**BRIEF**
Please return the lines below verbatim, beginning at the one that has "repository 260557575cf1fc91" and stopping after the one that has "pub enum Warning", and add no other lines.

Recorded data:
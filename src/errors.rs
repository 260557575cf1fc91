//! Errors and warnings raised while loading, tokenizing and counting text
use std::io;
use std::result;
use std::error;
use std::fmt;
use regex;

/// Type alias for tidytext errors
pub type Result<X> = result::Result<X, Error>;

/// Wrapper for many kinds of errors occuring as part of a text mining run
#[derive(Debug)]
pub enum Error {
    /// Unsupported tokenization unit, bad n-gram width and the like
    Configuration(String),
    /// A work could not be retrieved from an archive. Never retried.
    DataRetrieval { id: u32, reason: String },
    IOError(io::Error),
    RegexError(regex::Error),
    Other(String),
}

impl Error {
    pub fn configuration<S: Into<String>>(info: S) -> Self {
        Error::Configuration(info.into())
    }
}

impl fmt::Display for Error {
    fn fmt(&self, f: &mut fmt::Formatter) -> fmt::Result {
        match *self {
            Error::Configuration(ref info) => write!(f, "Configuration error: {}", info),
            Error::DataRetrieval { id, ref reason } => {
                write!(f, "Could not retrieve work #{}: {}", id, reason)
            }
            Error::IOError(ref err) => write!(f, "IO error: {}", err),
            Error::RegexError(ref err) => write!(f, "Invalid pattern: {}", err),
            Error::Other(ref info) => write!(f, "{}", info),
        }
    }
}

impl error::Error for Error {
    fn source(&self) -> Option<&(dyn error::Error + 'static)> {
        match *self {
            Error::IOError(ref err) => Some(err),
            Error::RegexError(ref err) => Some(err),
            Error::Configuration(_)
            | Error::DataRetrieval { .. }
            | Error::Other(_) => None,
        }
    }
}

//
// Convert everything else into Error
//
impl From<io::Error> for Error {
    fn from(err: io::Error) -> Self {
        Error::IOError(err)
    }
}
impl From<regex::Error> for Error {
    fn from(err: regex::Error) -> Self {
        Error::RegexError(err)
    }
}

//
// Convert Error into a general io Error
//
impl From<Error> for io::Error {
    fn from(err: Error) -> Self {
        match err {
            Error::IOError(inner) => inner,
            other => io::Error::new(io::ErrorKind::Other, other),
        }
    }
}

/// Something odd about the input that does not stop the run
#[derive(Debug, Clone, PartialEq, Eq)]
pub enum Warning {
    /// There were no documents at all, so every table is empty
    EmptyInput,
}

impl fmt::Display for Warning {
    fn fmt(&self, f: &mut fmt::Formatter) -> fmt::Result {
        match *self {
            Warning::EmptyInput => write!(f, "No documents were given; all tables are empty"),
        }
    }
}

**RESULT FOR THIS TASK**
repository 260557575cf1fc91
//! Errors and warnings raised while loading, tokenizing and counting text
use std::io;
use std::result;
use std::error;
use std::fmt;
use regex;

/// Type alias for tidytext errors
pub type Result<X> = result::Result<X, Error>;

/// Wrapper for many kinds of errors occuring as part of a text mining run
#[derive(Debug)]
pub enum Error {
    /// Unsupported tokenization unit, bad n-gram width and the like
    Configuration(String),
    /// A work could not be retrieved from an archive. Never retried.
    DataRetrieval { id: u32, reason: String },
    IOError(io::Error),
    RegexError(regex::Error),
    Other(String),
}

impl Error {
    pub fn configuration<S: Into<String>>(info: S) -> Self {
        Error::Configuration(info.into())
    }
}

impl fmt::Display for Error {
    fn fmt(&self, f: &mut fmt::Formatter) -> fmt::Result {
        match *self {
            Error::Configuration(ref info) => write!(f, "Configuration error: {}", info),
            Error::DataRetrieval { id, ref reason } => {
                write!(f, "Could not retrieve work #{}: {}", id, reason)
            }
            Error::IOError(ref err) => write!(f, "IO error: {}", err),
            Error::RegexError(ref err) => write!(f, "Invalid pattern: {}", err),
            Error::Other(ref info) => write!(f, "{}", info),
        }
    }
}

impl error::Error for Error {
    fn source(&self) -> Option<&(dyn error::Error + 'static)> {
        match *self {
            Error::IOError(ref err) => Some(err),
            Error::RegexError(ref err) => Some(err),
            Error::Configuration(_)
            | Error::DataRetrieval { .. }
            | Error::Other(_) => None,
        }
    }
}

//
// Convert everything else into Error
//
impl From<io::Error> for Error {
    fn from(err: io::Error) -> Self {
        Error::IOError(err)
    }
}
impl From<regex::Error> for Error {
    fn from(err: regex::Error) -> Self {
        Error::RegexError(err)
    }
}

//
// Convert Error into a general io Error
//
impl From<Error> for io::Error {
    fn from(err: Error) -> Self {
        match err {
            Error::IOError(inner) => inner,
            other => io::Error::new(io::ErrorKind::Other, other),
        }
    }
}

/// Something odd about the input that does not stop the run
#[derive(Debug, Clone, PartialEq, Eq)]
pub enum Warning {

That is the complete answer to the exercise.